■ Work to be completed: Among the entries below, count the lines where the string "replace" occurs, and give only the number.

• • • •

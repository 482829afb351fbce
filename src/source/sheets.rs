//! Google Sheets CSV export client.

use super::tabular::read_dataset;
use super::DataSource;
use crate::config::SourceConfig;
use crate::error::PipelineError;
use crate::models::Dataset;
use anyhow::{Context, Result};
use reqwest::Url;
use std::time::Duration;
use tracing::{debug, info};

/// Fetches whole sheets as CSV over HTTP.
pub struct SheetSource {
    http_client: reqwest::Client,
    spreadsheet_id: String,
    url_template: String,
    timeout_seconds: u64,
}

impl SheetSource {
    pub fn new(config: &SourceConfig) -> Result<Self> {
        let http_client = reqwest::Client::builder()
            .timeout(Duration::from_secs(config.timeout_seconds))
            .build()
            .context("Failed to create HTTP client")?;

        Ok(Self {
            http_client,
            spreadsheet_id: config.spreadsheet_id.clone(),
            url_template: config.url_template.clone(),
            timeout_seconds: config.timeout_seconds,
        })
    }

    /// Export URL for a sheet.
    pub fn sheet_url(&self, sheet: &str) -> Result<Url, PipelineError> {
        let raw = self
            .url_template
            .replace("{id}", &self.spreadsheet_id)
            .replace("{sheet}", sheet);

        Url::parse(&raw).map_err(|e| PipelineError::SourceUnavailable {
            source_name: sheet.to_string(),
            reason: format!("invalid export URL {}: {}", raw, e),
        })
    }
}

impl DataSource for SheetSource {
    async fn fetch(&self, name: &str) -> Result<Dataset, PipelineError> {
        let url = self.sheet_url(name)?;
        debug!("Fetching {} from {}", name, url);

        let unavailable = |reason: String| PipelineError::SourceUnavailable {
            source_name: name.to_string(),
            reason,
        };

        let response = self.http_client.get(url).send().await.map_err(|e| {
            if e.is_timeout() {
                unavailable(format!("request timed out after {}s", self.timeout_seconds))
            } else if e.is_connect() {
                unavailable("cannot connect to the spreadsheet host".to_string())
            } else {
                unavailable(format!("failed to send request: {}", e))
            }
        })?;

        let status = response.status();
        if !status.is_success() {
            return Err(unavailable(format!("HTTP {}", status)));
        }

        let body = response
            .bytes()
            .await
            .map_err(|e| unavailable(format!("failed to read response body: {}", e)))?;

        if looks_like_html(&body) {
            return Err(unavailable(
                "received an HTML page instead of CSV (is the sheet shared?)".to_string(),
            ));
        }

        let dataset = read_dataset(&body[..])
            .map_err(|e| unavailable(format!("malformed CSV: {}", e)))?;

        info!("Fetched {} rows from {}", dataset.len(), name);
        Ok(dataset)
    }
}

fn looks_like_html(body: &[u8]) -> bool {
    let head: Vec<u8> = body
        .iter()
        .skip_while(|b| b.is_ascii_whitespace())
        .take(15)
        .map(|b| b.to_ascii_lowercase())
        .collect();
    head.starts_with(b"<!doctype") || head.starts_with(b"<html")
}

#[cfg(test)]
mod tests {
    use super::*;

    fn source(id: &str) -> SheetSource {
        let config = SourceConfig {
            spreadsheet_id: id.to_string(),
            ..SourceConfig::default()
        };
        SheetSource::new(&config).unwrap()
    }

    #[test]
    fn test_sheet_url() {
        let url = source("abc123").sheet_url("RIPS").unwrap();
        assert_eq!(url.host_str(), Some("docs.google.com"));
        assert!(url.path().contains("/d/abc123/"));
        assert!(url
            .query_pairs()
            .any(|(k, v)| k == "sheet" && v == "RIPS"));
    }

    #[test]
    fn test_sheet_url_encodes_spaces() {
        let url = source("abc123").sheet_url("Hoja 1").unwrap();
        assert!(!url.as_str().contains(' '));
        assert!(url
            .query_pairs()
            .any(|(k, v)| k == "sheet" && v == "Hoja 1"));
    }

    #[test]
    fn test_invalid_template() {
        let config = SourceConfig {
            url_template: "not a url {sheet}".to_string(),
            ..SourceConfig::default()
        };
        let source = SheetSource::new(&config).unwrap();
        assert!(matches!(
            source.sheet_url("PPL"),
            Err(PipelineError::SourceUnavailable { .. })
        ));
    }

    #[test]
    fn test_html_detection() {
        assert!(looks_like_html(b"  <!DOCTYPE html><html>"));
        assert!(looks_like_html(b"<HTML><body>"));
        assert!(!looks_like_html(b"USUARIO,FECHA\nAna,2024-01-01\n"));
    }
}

• • • •

■ Written response: 2